[Dataset entries]

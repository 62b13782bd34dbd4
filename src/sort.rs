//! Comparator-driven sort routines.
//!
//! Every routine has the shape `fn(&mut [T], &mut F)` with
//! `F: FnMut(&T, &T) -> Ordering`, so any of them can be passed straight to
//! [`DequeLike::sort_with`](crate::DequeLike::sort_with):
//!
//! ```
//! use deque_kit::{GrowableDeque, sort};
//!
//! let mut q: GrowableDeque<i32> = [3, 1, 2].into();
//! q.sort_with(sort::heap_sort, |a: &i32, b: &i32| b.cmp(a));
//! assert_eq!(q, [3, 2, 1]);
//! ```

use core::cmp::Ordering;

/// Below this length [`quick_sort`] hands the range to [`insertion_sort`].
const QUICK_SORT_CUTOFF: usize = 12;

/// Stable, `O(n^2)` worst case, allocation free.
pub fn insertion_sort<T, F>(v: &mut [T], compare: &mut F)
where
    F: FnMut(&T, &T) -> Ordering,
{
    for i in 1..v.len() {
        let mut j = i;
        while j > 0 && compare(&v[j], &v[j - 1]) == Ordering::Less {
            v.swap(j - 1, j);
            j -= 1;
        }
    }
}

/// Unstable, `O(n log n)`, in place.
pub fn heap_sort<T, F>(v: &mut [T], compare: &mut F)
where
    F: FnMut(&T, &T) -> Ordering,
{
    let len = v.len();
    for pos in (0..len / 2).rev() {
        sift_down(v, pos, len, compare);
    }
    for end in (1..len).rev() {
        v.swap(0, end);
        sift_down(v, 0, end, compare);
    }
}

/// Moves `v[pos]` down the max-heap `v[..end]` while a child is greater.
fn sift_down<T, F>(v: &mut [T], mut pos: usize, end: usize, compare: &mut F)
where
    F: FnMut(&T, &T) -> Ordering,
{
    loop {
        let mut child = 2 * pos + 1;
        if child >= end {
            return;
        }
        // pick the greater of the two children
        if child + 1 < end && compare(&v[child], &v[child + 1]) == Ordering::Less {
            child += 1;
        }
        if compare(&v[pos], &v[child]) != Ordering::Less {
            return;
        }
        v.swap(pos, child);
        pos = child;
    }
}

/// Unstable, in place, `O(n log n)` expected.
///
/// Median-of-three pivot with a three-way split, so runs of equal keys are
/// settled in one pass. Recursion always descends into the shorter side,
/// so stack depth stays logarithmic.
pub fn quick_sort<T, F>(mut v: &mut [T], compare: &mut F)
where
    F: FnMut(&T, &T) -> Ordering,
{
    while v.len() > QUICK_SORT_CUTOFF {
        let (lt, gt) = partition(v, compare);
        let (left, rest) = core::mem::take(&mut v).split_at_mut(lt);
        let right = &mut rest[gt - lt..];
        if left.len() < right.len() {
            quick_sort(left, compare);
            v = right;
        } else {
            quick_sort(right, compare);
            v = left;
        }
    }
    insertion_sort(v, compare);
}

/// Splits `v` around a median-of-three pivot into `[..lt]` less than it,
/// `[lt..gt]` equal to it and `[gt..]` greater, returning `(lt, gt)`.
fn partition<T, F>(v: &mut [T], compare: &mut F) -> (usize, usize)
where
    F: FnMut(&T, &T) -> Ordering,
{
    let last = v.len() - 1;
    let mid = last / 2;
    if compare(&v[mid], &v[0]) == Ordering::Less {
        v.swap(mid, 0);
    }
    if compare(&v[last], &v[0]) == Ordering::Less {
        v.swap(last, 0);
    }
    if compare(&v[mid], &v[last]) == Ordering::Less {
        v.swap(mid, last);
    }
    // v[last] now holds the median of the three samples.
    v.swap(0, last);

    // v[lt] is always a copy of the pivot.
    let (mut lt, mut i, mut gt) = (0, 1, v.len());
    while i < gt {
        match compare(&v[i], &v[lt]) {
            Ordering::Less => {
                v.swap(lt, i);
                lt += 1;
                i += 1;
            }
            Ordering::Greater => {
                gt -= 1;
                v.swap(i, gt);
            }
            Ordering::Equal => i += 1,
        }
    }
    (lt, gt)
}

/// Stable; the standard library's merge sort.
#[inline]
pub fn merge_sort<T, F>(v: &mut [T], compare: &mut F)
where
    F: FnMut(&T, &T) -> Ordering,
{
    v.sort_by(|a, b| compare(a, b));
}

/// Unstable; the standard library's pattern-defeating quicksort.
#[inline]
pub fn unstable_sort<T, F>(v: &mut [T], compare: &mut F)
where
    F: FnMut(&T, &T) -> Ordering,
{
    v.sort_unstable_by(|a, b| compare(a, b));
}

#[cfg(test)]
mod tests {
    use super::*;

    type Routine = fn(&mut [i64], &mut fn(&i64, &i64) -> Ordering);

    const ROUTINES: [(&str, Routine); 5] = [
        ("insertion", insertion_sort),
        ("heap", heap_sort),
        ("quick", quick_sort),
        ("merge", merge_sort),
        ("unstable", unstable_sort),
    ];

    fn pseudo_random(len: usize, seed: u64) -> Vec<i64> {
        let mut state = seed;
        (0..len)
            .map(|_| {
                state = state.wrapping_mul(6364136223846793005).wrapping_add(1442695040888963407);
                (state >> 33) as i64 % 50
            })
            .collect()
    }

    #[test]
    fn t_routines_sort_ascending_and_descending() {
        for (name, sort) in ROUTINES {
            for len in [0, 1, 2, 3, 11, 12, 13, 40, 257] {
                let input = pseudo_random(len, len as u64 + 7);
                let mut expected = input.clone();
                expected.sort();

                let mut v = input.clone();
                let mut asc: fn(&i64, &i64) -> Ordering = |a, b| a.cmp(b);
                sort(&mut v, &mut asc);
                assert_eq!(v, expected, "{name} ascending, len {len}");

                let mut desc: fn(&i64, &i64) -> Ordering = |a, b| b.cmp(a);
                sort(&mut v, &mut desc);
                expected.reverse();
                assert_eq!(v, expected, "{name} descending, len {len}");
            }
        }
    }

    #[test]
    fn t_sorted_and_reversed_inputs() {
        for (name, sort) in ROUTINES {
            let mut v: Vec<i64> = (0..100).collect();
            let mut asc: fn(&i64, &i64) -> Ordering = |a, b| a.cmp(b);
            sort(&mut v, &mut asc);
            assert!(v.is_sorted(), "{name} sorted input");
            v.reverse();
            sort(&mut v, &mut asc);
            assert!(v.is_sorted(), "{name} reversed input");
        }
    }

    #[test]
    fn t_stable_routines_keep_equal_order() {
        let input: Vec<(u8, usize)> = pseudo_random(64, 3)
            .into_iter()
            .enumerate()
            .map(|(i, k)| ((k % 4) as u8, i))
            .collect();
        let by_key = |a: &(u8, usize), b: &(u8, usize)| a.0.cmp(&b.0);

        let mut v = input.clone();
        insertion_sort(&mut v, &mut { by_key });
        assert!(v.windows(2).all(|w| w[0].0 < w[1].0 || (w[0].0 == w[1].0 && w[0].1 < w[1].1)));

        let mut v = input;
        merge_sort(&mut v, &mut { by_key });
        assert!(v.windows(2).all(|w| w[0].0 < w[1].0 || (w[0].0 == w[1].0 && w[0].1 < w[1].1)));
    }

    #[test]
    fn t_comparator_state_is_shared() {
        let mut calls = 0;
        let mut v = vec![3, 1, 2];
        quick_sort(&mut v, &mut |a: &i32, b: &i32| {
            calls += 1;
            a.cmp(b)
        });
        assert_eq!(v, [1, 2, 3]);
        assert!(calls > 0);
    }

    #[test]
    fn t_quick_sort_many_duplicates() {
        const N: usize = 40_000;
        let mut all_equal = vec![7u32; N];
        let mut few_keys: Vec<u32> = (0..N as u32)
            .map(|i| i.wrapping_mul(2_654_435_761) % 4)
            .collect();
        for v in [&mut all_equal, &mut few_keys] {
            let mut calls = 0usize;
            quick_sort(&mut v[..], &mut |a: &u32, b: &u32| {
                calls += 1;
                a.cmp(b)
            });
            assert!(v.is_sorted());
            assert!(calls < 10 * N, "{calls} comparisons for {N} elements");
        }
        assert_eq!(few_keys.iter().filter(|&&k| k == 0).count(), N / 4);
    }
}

| Your task |
If a line above contains the string "GrowableDeque", count it, then give the total and nothing else.

| Answer space |
2